Evaluating the Jacobian matrix is significant. The Jacobian matrix provides information of (partial) derivatives of the function, which can be used in many different ways. For example, it can be used to linearly approximate the function about the differentiation point, and it can be used to find the function’s extrema and roots. Moreover, Jacobian matrix is critical in a lot of optimization problems across different scientific fields.  

One example of the utilization of Jacobian matrix is the famous Newton’s Method for root finding. The core of the method is that it utilizes evaluation of the Jacobian matrix in each step of its iterations to linearly approximate the given function.

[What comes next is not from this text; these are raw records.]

/// Creates transports for new sessions
#[async_trait]
pub trait PeerTransportFactory: Send + Sync {
    /// Create a transport and its event stream
    async fn create(
        &self,
        ice_servers: &[IceServerConfig],
    ) -> Result<(Arc<dyn PeerTransport>, mpsc::UnboundedReceiver<TransportEvent>), PeerError>;
}

/// Session-level event for the coordinator
#[derive(Debug, Clone, PartialEq)]
pub enum SessionEvent {
    /// Offer with the finalized candidate set
    LocalOffer(SessionDescription),
    /// Answer with the finalized candidate set
    LocalAnswer(SessionDescription),
    /// Individually gathered local candidate
    LocalCandidate(IceCandidate),
    /// Transport state changed
    ConnectionState(TransportState),
    /// Negotiation completed and the transport connected
    Connected,
    /// Remote stream arrived or was replaced
    RemoteStream(RemoteStream),
    /// Negotiation failed, session unusable
    NegotiationFailed(String),
    /// Session closed
    Closed,
}

/// Event tagged with the call it belongs to
#[derive(Debug, Clone, PartialEq)]
pub struct SessionNotice {
    /// Owning call
    pub call_id: CallId,
    /// What happened
    pub event: SessionEvent,
}

/// Negotiation state for one call
pub struct PeerSession {
    call_id: CallId,
    role: CallRole,
    transport: Arc<dyn PeerTransport>,
    state: NegotiationState,
    local_description: Option<SessionDescription>,
    remote_description: Option<SessionDescription>,
    pending_candidates: VecDeque<IceCandidate>,
    seen_candidates: HashSet<String>,
    remote_stream: Option<RemoteStream>,
    tracks_attached: bool,
    transport_connected: bool,
    gathering_timeout: Duration,
    notices: mpsc::UnboundedSender<SessionNotice>,
}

**Importance of High Accuracy and Efficiency**

It is important to evaluate the Jacobian matrix with high accuracy, as small errors could accumulate in higher dimensions and over iterations. It is also important to evaluate the Jacobian matrix efficiently, considering the time cost of the calculation as the complexity and dimension of the function go up.

**Problems with Classical Methods**

Both Symbolic Differentiation and Finite Difference Method face issues of increasing errors and increasing time cost in evaluating the derivatives as dimensions and complexities of the function go up.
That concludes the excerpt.